Gérer l’absence du père : quelle conclusion peut-on faire ?

L’absence partielle ou totale du père a évidemment des conséquences sur les enfants, sur l’organisation de la famille, sur la mère. A travers les témoignages de ces trois mamans qui vivent cette réalité quotidienne à des degrés différents, une conclusion commune s’impose néanmoins. Qu’il y ait une garde classique, aux vacances, ou aucun lien avec le père, c’est la mère qui doit pallier à cette absence totale ou à cette présence en pointillés.

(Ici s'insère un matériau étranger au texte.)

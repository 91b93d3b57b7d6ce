//! The cart drawer.
//!
//! Owns the [`CartStore`] and everything the drawer needs on top of it:
//! open/closed state, one dispatch entry point for row controls, the
//! checkout stub, and markup that is re-rendered only when the cart changes.

use halltek_core::{CartTotals, CurrencyCode};
use tracing::{debug, instrument};

use super::store::{CartProduct, CartStore};
use super::view::{CartAction, CartView, PanelState};
use crate::catalog::Catalog;
use crate::error::{StorefrontError, add_breadcrumb};
use crate::render::Renderer;
use crate::storage::KeyValueStore;

/// Result of pressing checkout.
#[derive(Debug, Clone, Copy, PartialEq, Eq)]
pub enum CheckoutNotice {
    /// Nothing to check out.
    EmptyCart,
    /// Checkout is not wired to a payment flow yet.
    ComingSoon,
}

impl CheckoutNotice {
    /// Text shown to the visitor.
    #[must_use]
    pub const fn message(self) -> &'static str {
        match self {
            Self::EmptyCart => "Add items to the cart before checking out.",
            Self::ComingSoon => "Checkout flow coming soon!",
        }
    }

    #[must_use]
    pub const fn is_warning(self) -> bool {
        matches!(self, Self::EmptyCart)
    }
}

/// Cart drawer bound to a store and a renderer.
#[derive(Debug)]
pub struct CartPanel<S, R> {
    store: CartStore<S>,
    renderer: R,
    currency: CurrencyCode,
    state: PanelState,
    rendered: Option<(u64, String)>,
}

impl<S: KeyValueStore, R: Renderer> CartPanel<S, R> {
    /// Wrap `store`. The panel starts closed; the store is not reloaded.
    pub const fn new(store: CartStore<S>, renderer: R, currency: CurrencyCode) -> Self {
        Self {
            store,
            renderer,
            currency,
            state: PanelState::Closed,
            rendered: None,
        }
    }

    /// Reload the cart from storage.
    pub fn load(&mut self) {
        self.store.load();
    }

    /// Add one unit of `product`.
    pub fn add(&mut self, product: CartProduct) {
        self.store.add(product);
    }

    /// Add the catalog product whose card carries `product_id`.
    ///
    /// Returns `false` when the id is not in the loaded catalog.
    #[instrument(skip(self, catalog))]
    pub fn add_by_id(&mut self, catalog: &Catalog, product_id: &str) -> bool {
        let Some(product) = catalog.find(product_id) else {
            debug!("Ignoring add for unknown product");
            return false;
        };
        self.store.add(CartProduct::from(product));
        true
    }

    /// Handle a click on a row control.
    ///
    /// `action` and `index` are the raw `data-action` and `data-index`
    /// attribute values. Unknown actions, unparseable indexes, and indexes
    /// past the end of the cart are ignored. Returns the action applied.
    #[instrument(skip(self))]
    pub fn dispatch(&mut self, action: &str, index: &str) -> Option<CartAction> {
        let Ok(action) = action.parse::<CartAction>() else {
            debug!("Ignoring unknown cart action");
            return None;
        };
        let Ok(index) = index.trim().parse::<usize>() else {
            debug!("Ignoring unparseable cart index");
            return None;
        };
        if index >= self.store.len() {
            debug!("Ignoring stale cart index");
            return None;
        }

        match action {
            CartAction::Increase => self.store.adjust(index, 1),
            CartAction::Decrease => self.store.adjust(index, -1),
            CartAction::Remove => self.store.remove(index),
        }
        Some(action)
    }

    /// Open a closed panel or close an open one.
    pub fn toggle(&mut self) -> PanelState {
        self.state = self.state.toggled();
        self.state
    }

    pub fn close(&mut self) {
        self.state = PanelState::Closed;
    }

    #[must_use]
    pub const fn state(&self) -> PanelState {
        self.state
    }

    /// Start checkout. Never touches the network.
    #[must_use]
    pub fn checkout(&self) -> CheckoutNotice {
        let notice = if self.store.is_empty() {
            CheckoutNotice::EmptyCart
        } else {
            CheckoutNotice::ComingSoon
        };
        add_breadcrumb("cart", "Checkout pressed", Some(&[("notice", notice.message())]));
        notice
    }

    /// Current view-model.
    #[must_use]
    pub fn view(&self) -> CartView {
        CartView::build(self.store.items(), &self.store.totals(), self.currency)
    }

    #[must_use]
    pub fn totals(&self) -> CartTotals {
        self.store.totals()
    }

    /// Cart markup, re-rendered only when the store has changed since the
    /// last call. A render failure is reported and yields empty markup.
    pub fn render(&mut self) -> &str {
        let revision = self.store.revision();
        if self.rendered.as_ref().is_none_or(|(seen, _)| *seen != revision) {
            let markup = self.renderer.render_cart(&self.view()).unwrap_or_else(|e| {
                StorefrontError::from(e).report("Cart render");
                String::new()
            });
            self.rendered = Some((revision, markup));
        }
        self.rendered.as_ref().map_or("", |(_, markup)| markup.as_str())
    }

    /// Count badge markup.
    #[must_use]
    pub fn render_count(&self) -> String {
        self.renderer
            .render_cart_count(self.store.totals().item_count)
            .unwrap_or_else(|e| {
                StorefrontError::from(e).report("Cart count render");
                String::new()
            })
    }

    #[must_use]
    pub const fn store(&self) -> &CartStore<S> {
        &self.store
    }

    #[must_use]
    pub const fn store_mut(&mut self) -> &mut CartStore<S> {
        &mut self.store
    }

    #[must_use]
    pub const fn renderer(&self) -> &R {
        &self.renderer
    }
}

#[cfg(test)]
#[allow(clippy::unwrap_used, clippy::indexing_slicing)]
mod tests {
    use std::cell::Cell;

    use halltek_core::ProductId;
    use rust_decimal::Decimal;
    use serde_json::json;

    use super::*;
    use crate::catalog::{ProductGridView, normalize_listing};
    use crate::render::{HtmlRenderer, RenderError};
    use crate::session::NavChrome;
    use crate::storage::MemoryStore;

    const KEY: &str = "halltek_cart";

    fn panel() -> CartPanel<MemoryStore, HtmlRenderer> {
        CartPanel::new(
            CartStore::new(MemoryStore::new(), KEY),
            HtmlRenderer,
            CurrencyCode::INR,
        )
    }

    fn product(id: &str, cents: i64) -> CartProduct {
        CartProduct {
            id: ProductId::new(id),
            name: id.to_uppercase(),
            price: Decimal::new(cents, 2),
            image: None,
        }
    }

    #[test]
    fn test_starts_closed_and_toggles() {
        let mut panel = panel();
        assert_eq!(panel.state(), PanelState::Closed);
        assert_eq!(panel.toggle(), PanelState::Open);
        assert_eq!(panel.toggle(), PanelState::Closed);
        panel.toggle();
        panel.close();
        assert_eq!(panel.state(), PanelState::Closed);
    }

    #[test]
    fn test_dispatch_actions() {
        let mut panel = panel();
        panel.add(product("a", 1000));
        panel.add(product("b", 550));

        assert_eq!(panel.dispatch("increase", "0"), Some(CartAction::Increase));
        assert_eq!(panel.store().items()[0].quantity, 2);

        assert_eq!(panel.dispatch("decrease", "0"), Some(CartAction::Decrease));
        assert_eq!(panel.store().items()[0].quantity, 1);

        assert_eq!(panel.dispatch("remove", "0"), Some(CartAction::Remove));
        assert_eq!(panel.store().len(), 1);
        assert_eq!(panel.store().items()[0].id.as_str(), "b");

        assert_eq!(panel.dispatch("decrease", "0"), Some(CartAction::Decrease));
        assert!(panel.store().is_empty());
    }

    #[test]
    fn test_dispatch_ignores_bad_input() {
        let mut panel = panel();
        panel.add(product("a", 1000));
        let revision = panel.store().revision();

        assert_eq!(panel.dispatch("explode", "0"), None);
        assert_eq!(panel.dispatch("increase", "zero"), None);
        assert_eq!(panel.dispatch("increase", "-1"), None);
        assert_eq!(panel.dispatch("increase", "5"), None);
        assert_eq!(panel.dispatch("", ""), None);

        assert_eq!(panel.store().revision(), revision);
        assert_eq!(panel.store().items()[0].quantity, 1);
    }

    #[test]
    fn test_checkout_notices() {
        let mut panel = panel();
        let notice = panel.checkout();
        assert_eq!(notice, CheckoutNotice::EmptyCart);
        assert!(notice.is_warning());
        assert_eq!(notice.message(), "Add items to the cart before checking out.");

        panel.add(product("a", 1000));
        let notice = panel.checkout();
        assert_eq!(notice, CheckoutNotice::ComingSoon);
        assert_eq!(notice.message(), "Checkout flow coming soon!");
        assert_eq!(panel.store().len(), 1);
    }

    #[test]
    fn test_add_by_id() {
        let catalog = Catalog::new(normalize_listing(&json!([
            {"id": "lamp", "name": "Lamp", "price": "12.50"}
        ])));
        let mut panel = panel();

        assert!(panel.add_by_id(&catalog, "lamp"));
        assert!(panel.add_by_id(&catalog, "lamp"));
        assert!(!panel.add_by_id(&catalog, "ghost"));

        assert_eq!(panel.store().len(), 1);
        assert_eq!(panel.totals().total, Decimal::new(2500, 2));
    }

    #[test]
    fn test_render_reflects_mutations() {
        let mut panel = panel();
        assert!(panel.render().contains("Your cart is empty."));

        panel.add(product("a", 1000));
        let html = panel.render().to_string();
        assert!(html.contains("₹10.00"));
        assert!(html.contains(r#"data-action="remove" data-index="0""#));
        assert!(panel.render_count().contains(">1<"));
    }

    /// Renderer that counts cart renders.
    #[derive(Default)]
    struct CountingRenderer {
        renders: Cell<u32>,
    }

    impl Renderer for CountingRenderer {
        fn render_cart(&self, cart: &CartView) -> Result<String, RenderError> {
            self.renders.set(self.renders.get() + 1);
            Ok(format!("{} items", cart.item_count))
        }

        fn render_cart_count(&self, count: u64) -> Result<String, RenderError> {
            Ok(count.to_string())
        }

        fn render_products(&self, _: &ProductGridView) -> Result<String, RenderError> {
            Ok(String::new())
        }

        fn render_nav(&self, _: &NavChrome) -> Result<String, RenderError> {
            Ok(String::new())
        }
    }

    #[test]
    fn test_render_skips_unchanged_cart() {
        let mut panel = CartPanel::new(
            CartStore::new(MemoryStore::new(), KEY),
            CountingRenderer::default(),
            CurrencyCode::INR,
        );

        assert_eq!(panel.render(), "0 items");
        assert_eq!(panel.render(), "0 items");
        assert_eq!(panel.renderer().renders.get(), 1);

        panel.add(product("a", 100));
        panel.toggle();
        assert_eq!(panel.render(), "1 items");
        assert_eq!(panel.renderer().renders.get(), 2);

        panel.dispatch("explode", "0");
        panel.render();
        assert_eq!(panel.renderer().renders.get(), 2);
    }

    #[test]
    fn test_load_restores_saved_cart() {
        let saved = r#"[{"id":"a","name":"A","price":3,"image":"","quantity":2}]"#;
        let mut panel = CartPanel::new(
            CartStore::new(MemoryStore::new().with_entry(KEY, saved), KEY),
            HtmlRenderer,
            CurrencyCode::INR,
        );
        panel.load();
        assert_eq!(panel.totals().item_count, 2);
        assert_eq!(panel.view().total, "₹6.00");
    }
}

« Au final, pour ma part, je n’ai pas vraiment l’impression que ce soit difficile de pallier à l’absence de leur père » nous confie Ariane. « J’ai l’impression d’avoir toujours été celle qui gérait mes enfants. Je n’aime pourtant pas ce mot : « gérer » les enfants. Mais c’est malheureusement ce qu’il se passe quand on s’occupe d’eux à plein temps. Ce n’est pas pour autant qu’on ne passe pas d’agréables moments de détente, de rigolade et de complicité ! Et, au final, le lien déjà fort que j’avais avec mes enfants s’est renforcé depuis la séparation. »

On n’élève pas un enfant de loin, à temps partiel, juste en profitant des bons moments pendant les vacances. Un enfant a besoin d’un cadre sécurisant pour bien grandir et ce sont les mères qui s’en chargent. Il faut arrêter d’applaudir les pères qui font acte de présence de temps en temps. Il est juste normal qu’ils s’investissent auprès de leurs enfants.

« J’ai l’impression d’avoir toujours été celle qui gérait mes enfants. Je n’aime pourtant pas ce mot : « gérer ». Mais c’est malheureusement ce qui se passe quand on s’occupe d’eux à plein temps. »

Toutefois, les mamans solos s’en sortent, les enfants s’adaptent. Et ces familles monoparentales ou recomposées trouvent leur équilibre de vie et sont heureuses. Pour cela, il faut que les choses soient dites afin que les enfants soient rassurés, et que l’absence paternelle ne soit pas un sujet tabou mais pas au centre de toute la vie des enfants non plus.